Dataset records START
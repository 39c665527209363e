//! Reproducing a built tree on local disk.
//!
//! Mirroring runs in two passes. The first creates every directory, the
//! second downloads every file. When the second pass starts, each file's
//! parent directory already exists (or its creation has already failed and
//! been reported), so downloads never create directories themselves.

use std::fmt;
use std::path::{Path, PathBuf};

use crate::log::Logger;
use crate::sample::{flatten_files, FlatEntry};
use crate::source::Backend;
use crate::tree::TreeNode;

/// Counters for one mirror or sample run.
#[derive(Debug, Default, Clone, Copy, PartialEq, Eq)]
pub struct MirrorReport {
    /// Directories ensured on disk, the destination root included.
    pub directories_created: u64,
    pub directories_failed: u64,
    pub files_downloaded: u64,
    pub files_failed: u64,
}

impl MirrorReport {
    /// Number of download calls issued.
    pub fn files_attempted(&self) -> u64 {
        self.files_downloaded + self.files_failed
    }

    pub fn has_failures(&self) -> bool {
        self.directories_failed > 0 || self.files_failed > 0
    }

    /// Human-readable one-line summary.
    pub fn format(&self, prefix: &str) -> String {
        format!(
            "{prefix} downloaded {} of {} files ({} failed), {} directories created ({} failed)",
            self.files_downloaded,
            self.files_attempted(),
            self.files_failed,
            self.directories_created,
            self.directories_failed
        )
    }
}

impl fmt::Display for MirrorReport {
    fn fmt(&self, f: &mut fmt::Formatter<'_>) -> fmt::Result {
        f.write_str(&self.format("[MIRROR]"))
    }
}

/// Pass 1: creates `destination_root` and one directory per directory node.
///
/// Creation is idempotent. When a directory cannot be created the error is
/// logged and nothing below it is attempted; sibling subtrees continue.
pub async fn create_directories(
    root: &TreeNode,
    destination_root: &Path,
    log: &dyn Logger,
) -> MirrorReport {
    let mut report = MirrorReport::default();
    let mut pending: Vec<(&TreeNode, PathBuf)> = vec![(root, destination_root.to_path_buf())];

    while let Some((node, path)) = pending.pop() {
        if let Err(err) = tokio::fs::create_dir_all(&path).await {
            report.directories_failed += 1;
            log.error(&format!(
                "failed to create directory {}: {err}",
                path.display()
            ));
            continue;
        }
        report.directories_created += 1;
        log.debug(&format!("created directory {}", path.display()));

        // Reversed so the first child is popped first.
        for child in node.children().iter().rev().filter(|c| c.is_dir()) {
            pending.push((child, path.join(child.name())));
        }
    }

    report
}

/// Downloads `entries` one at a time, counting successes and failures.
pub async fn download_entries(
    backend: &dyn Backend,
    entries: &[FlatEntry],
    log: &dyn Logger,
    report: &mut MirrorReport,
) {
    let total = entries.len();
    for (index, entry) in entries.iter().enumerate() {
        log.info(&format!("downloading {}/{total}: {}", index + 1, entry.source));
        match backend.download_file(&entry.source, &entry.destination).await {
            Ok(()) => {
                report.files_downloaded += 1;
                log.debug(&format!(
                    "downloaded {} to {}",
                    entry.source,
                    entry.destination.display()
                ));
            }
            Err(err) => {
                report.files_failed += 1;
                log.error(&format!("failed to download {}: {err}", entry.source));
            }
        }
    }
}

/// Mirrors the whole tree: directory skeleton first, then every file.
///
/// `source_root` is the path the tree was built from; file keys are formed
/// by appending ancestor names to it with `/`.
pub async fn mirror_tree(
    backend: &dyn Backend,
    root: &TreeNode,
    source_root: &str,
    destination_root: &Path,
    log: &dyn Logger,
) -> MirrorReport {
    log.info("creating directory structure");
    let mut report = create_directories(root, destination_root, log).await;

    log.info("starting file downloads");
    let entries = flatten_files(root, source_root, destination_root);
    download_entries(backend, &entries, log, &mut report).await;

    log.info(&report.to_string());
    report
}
Dataset records END
Dataset records START
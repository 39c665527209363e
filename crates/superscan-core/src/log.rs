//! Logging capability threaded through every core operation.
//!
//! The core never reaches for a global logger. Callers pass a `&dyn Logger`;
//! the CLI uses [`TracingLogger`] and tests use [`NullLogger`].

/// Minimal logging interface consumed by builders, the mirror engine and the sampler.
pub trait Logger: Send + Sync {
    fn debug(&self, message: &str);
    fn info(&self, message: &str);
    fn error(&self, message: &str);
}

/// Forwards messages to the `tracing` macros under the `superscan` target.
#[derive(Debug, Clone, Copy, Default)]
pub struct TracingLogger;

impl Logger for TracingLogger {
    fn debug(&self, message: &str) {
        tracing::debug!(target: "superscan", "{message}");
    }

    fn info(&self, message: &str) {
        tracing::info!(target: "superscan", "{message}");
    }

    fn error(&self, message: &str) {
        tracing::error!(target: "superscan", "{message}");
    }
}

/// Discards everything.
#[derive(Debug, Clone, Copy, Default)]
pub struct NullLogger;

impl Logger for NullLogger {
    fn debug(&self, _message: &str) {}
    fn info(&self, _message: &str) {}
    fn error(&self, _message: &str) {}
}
Dataset records END
### Required work:
Lines above that contain the string "TracingLogger" make up the answer.

### Answer space:
//! the CLI uses [`TracingLogger`] and tests use [`NullLogger`].
pub struct TracingLogger;
impl Logger for TracingLogger {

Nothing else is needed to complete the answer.